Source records

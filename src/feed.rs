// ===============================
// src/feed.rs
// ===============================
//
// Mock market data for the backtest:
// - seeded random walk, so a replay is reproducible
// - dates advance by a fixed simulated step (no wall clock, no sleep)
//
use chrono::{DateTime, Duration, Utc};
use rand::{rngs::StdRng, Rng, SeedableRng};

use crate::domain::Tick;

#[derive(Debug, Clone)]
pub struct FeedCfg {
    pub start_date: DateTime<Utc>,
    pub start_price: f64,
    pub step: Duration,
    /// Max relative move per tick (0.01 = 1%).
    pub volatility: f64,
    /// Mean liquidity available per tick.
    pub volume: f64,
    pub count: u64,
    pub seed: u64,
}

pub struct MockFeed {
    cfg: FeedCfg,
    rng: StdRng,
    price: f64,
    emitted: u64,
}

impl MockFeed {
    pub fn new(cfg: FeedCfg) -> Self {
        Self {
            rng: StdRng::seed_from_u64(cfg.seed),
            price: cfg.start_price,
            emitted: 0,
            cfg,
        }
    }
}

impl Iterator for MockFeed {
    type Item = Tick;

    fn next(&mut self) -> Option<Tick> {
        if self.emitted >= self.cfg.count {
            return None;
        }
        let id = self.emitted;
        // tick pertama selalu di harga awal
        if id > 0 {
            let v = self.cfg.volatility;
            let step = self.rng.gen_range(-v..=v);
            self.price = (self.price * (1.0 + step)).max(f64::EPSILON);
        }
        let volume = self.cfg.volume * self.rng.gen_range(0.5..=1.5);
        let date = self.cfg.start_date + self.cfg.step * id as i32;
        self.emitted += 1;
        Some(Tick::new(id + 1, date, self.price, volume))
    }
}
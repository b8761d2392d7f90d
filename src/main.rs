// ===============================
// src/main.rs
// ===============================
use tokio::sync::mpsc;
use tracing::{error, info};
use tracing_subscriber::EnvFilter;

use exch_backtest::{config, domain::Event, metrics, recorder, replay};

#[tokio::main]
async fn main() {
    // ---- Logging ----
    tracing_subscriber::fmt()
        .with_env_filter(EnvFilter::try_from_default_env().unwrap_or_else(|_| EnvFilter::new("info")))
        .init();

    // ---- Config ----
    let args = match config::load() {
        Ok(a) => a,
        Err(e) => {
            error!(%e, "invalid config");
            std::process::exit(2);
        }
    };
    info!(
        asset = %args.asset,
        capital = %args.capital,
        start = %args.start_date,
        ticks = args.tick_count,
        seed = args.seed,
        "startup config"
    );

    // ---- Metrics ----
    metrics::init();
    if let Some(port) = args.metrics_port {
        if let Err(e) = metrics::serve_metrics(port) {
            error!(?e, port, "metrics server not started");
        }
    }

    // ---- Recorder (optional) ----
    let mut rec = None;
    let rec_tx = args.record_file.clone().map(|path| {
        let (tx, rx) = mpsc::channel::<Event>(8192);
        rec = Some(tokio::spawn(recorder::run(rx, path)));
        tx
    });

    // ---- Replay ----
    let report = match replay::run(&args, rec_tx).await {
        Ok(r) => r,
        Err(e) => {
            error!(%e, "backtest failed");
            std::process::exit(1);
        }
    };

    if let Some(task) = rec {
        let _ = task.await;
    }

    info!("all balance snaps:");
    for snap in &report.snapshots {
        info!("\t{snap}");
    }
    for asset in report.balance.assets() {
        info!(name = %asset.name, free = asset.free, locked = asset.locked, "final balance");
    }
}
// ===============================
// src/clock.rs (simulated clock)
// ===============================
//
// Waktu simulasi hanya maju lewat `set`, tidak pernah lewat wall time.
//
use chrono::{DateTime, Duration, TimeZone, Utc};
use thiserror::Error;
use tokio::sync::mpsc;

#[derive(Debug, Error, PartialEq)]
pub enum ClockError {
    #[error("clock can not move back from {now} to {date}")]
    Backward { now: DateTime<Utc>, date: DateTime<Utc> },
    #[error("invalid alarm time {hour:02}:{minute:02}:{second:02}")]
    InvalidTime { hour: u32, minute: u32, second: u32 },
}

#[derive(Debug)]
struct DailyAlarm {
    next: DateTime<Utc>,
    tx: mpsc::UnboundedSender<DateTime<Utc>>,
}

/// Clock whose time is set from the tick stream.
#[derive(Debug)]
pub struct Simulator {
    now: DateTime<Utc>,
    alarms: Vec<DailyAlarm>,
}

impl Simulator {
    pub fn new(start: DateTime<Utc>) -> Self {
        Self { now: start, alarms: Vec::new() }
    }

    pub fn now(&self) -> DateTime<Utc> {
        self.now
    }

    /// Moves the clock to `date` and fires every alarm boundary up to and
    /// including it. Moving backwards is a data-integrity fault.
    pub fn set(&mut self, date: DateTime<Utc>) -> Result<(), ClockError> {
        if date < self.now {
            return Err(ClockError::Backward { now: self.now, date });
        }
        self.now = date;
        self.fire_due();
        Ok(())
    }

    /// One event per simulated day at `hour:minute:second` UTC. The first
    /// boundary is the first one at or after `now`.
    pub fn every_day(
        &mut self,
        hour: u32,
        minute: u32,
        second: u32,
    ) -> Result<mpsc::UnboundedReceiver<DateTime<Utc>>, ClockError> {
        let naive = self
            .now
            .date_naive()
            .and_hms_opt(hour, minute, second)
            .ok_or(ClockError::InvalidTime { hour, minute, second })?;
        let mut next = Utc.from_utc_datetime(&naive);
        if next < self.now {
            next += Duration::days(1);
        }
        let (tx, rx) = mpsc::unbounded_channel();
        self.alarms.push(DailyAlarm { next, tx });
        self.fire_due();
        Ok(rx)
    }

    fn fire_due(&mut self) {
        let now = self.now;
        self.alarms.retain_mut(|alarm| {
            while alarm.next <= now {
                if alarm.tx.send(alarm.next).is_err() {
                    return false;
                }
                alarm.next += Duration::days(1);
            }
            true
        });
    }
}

• **Work instructions**
Line by line, please copy the records above exactly.

• **Result below**
filename src/feed.rs
// ===============================
// src/feed.rs
// ===============================
//
// Mock market data for the backtest:
// - seeded random walk, so a replay is reproducible
// - dates advance by a fixed simulated step (no wall clock, no sleep)
//
use chrono::{DateTime, Duration, Utc};
use rand::{rngs::StdRng, Rng, SeedableRng};

use crate::domain::Tick;

#[derive(Debug, Clone)]
pub struct FeedCfg {
    pub start_date: DateTime<Utc>,
    pub start_price: f64,
    pub step: Duration,
    /// Max relative move per tick (0.01 = 1%).
    pub volatility: f64,
    /// Mean liquidity available per tick.
    pub volume: f64,
    pub count: u64,
    pub seed: u64,
}

pub struct MockFeed {
    cfg: FeedCfg,
    rng: StdRng,
    price: f64,
    emitted: u64,
}

impl MockFeed {
    pub fn new(cfg: FeedCfg) -> Self {
        Self {
            rng: StdRng::seed_from_u64(cfg.seed),
            price: cfg.start_price,
            emitted: 0,
            cfg,
        }
    }
}

impl Iterator for MockFeed {
    type Item = Tick;

    fn next(&mut self) -> Option<Tick> {
        if self.emitted >= self.cfg.count {
            return None;
        }
        let id = self.emitted;
        // tick pertama selalu di harga awal
        if id > 0 {
            let v = self.cfg.volatility;
            let step = self.rng.gen_range(-v..=v);
            self.price = (self.price * (1.0 + step)).max(f64::EPSILON);
        }
        let volume = self.cfg.volume * self.rng.gen_range(0.5..=1.5);
        let date = self.cfg.start_date + self.cfg.step * id as i32;
        self.emitted += 1;
        Some(Tick::new(id + 1, date, self.price, volume))
    }
}
repository b8761d2392d7f90d
filename src/main.rs
// ===============================
// src/main.rs
// ===============================
use tokio::sync::mpsc;
use tracing::{error, info};
use tracing_subscriber::EnvFilter;

use exch_backtest::{config, domain::Event, metrics, recorder, replay};

#[tokio::main]
async fn main() {
    // ---- Logging ----
    tracing_subscriber::fmt()
        .with_env_filter(EnvFilter::try_from_default_env().unwrap_or_else(|_| EnvFilter::new("info")))
        .init();

    // ---- Config ----
    let args = match config::load() {
        Ok(a) => a,
        Err(e) => {
            error!(%e, "invalid config");
            std::process::exit(2);
        }
    };
    info!(
        asset = %args.asset,
        capital = %args.capital,
        start = %args.start_date,
        ticks = args.tick_count,
        seed = args.seed,
        "startup config"
    );

    // ---- Metrics ----
    metrics::init();
    if let Some(port) = args.metrics_port {
        if let Err(e) = metrics::serve_metrics(port) {
            error!(?e, port, "metrics server not started");
        }
    }

    // ---- Recorder (optional) ----
    let mut rec = None;
    let rec_tx = args.record_file.clone().map(|path| {
        let (tx, rx) = mpsc::channel::<Event>(8192);
        rec = Some(tokio::spawn(recorder::run(rx, path)));
        tx
    });

    // ---- Replay ----
    let report = match replay::run(&args, rec_tx).await {
        Ok(r) => r,
        Err(e) => {
            error!(%e, "backtest failed");
            std::process::exit(1);
        }
    };

    if let Some(task) = rec {
        let _ = task.await;
    }

    info!("all balance snaps:");
    for snap in &report.snapshots {
        info!("\t{snap}");
    }
    for asset in report.balance.assets() {
        info!(name = %asset.name, free = asset.free, locked = asset.locked, "final balance");
    }
}
// ===============================
// src/clock.rs (simulated clock)
// ===============================
//
// Waktu simulasi hanya maju lewat `set`, tidak pernah lewat wall time.
//
use chrono::{DateTime, Duration, TimeZone, Utc};
use thiserror::Error;
use tokio::sync::mpsc;

#[derive(Debug, Error, PartialEq)]
pub enum ClockError {
    #[error("clock can not move back from {now} to {date}")]
    Backward { now: DateTime<Utc>, date: DateTime<Utc> },
    #[error("invalid alarm time {hour:02}:{minute:02}:{second:02}")]
    InvalidTime { hour: u32, minute: u32, second: u32 },
}

#[derive(Debug)]
struct DailyAlarm {
    next: DateTime<Utc>,
    tx: mpsc::UnboundedSender<DateTime<Utc>>,
}

/// Clock whose time is set from the tick stream.
#[derive(Debug)]
pub struct Simulator {
    now: DateTime<Utc>,
    alarms: Vec<DailyAlarm>,
}

impl Simulator {
    pub fn new(start: DateTime<Utc>) -> Self {
        Self { now: start, alarms: Vec::new() }
    }

    pub fn now(&self) -> DateTime<Utc> {
        self.now
    }

    /// Moves the clock to `date` and fires every alarm boundary up to and
    /// including it. Moving backwards is a data-integrity fault.
    pub fn set(&mut self, date: DateTime<Utc>) -> Result<(), ClockError> {
        if date < self.now {
            return Err(ClockError::Backward { now: self.now, date });
        }
        self.now = date;
        self.fire_due();
        Ok(())
    }

    /// One event per simulated day at `hour:minute:second` UTC. The first
    /// boundary is the first one at or after `now`.
    pub fn every_day(
        &mut self,
        hour: u32,
        minute: u32,
        second: u32,
    ) -> Result<mpsc::UnboundedReceiver<DateTime<Utc>>, ClockError> {
        let naive = self
            .now
            .date_naive()
            .and_hms_opt(hour, minute, second)
            .ok_or(ClockError::InvalidTime { hour, minute, second })?;
        let mut next = Utc.from_utc_datetime(&naive);
        if next < self.now {
            next += Duration::days(1);
        }
        let (tx, rx) = mpsc::unbounded_channel();
        self.alarms.push(DailyAlarm { next, tx });
        self.fire_due();
        Ok(rx)
    }

    fn fire_due(&mut self) {
        let now = self.now;
        self.alarms.retain_mut(|alarm| {
            while alarm.next <= now {
                if alarm.tx.send(alarm.next).is_err() {
                    return false;
                }
                alarm.next += Duration::days(1);
            }
            true
        });
    }
}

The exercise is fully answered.